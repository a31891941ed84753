//! Merged busy/free view of a single day.
//!
//! Collapses a request's blocking events into non-overlapping busy blocks and
//! pairs them with every free gap, regardless of whether the gap could hold
//! the meeting. Busy and free blocks together cover the whole day exactly
//! once, which makes this view suitable for rendering availability bars or
//! cross-checking the slot sweep.

use serde::{Deserialize, Serialize};

use crate::conflict;
use crate::event::{Event, MeetingRequest};
use crate::timerange::TimeRange;

/// Busy and free blocks of one day, both sorted by start time.
#[derive(Debug, Clone, PartialEq, Eq, Serialize, Deserialize)]
pub struct DayAvailability {
    /// Merged ranges blocked by the requested attendees' events.
    pub busy: Vec<TimeRange>,
    /// Every gap between busy blocks, down to zero minutes of slack.
    pub free: Vec<TimeRange>,
}

/// Merge the request's blocking events into non-overlapping busy blocks and
/// compute the gaps between them.
///
/// Events are clipped to the day before merging; overlapping or touching
/// blocks coalesce. Zero-length events occupy no time and are dropped.
pub fn day_availability(events: &[Event], request: &MeetingRequest) -> DayAvailability {
    let busy = merge_busy_blocks(events, request);
    let day_end = TimeRange::END_OF_DAY + 1;

    let mut free = Vec::new();
    let mut cursor = TimeRange::START_OF_DAY;
    for block in &busy {
        if cursor < block.start() {
            free.push(TimeRange::new_unchecked(cursor, block.start()));
        }
        cursor = cursor.max(block.end());
    }
    if cursor < day_end {
        free.push(TimeRange::new_unchecked(cursor, day_end));
    }

    DayAvailability { busy, free }
}

/// Blocking ranges clipped to the day, sorted, and merged.
fn merge_busy_blocks(events: &[Event], request: &MeetingRequest) -> Vec<TimeRange> {
    let day_end = TimeRange::END_OF_DAY + 1;
    let clipped = conflict::conflicting_ranges(events, request.attendees())
        .into_iter()
        .filter(|range| !range.is_empty())
        .map(|range| TimeRange::new_unchecked(range.start(), range.end().min(day_end)));

    let mut merged: Vec<TimeRange> = Vec::new();
    for range in clipped {
        if let Some(last) = merged.last_mut() {
            if range.start() <= last.end() {
                // Overlapping or touching: extend the current block.
                *last = TimeRange::new_unchecked(last.start(), last.end().max(range.end()));
                continue;
            }
        }
        merged.push(range);
    }
    merged
}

• TASK PROMPT
Each line above that contains the word "clipped" must be copied.

• OUTPUT
/// Events are clipped to the day before merging; overlapping or touching
/// Blocking ranges clipped to the day, sorted, and merged.
    let clipped = conflict::conflicting_ranges(events, request.attendees())
    for range in clipped {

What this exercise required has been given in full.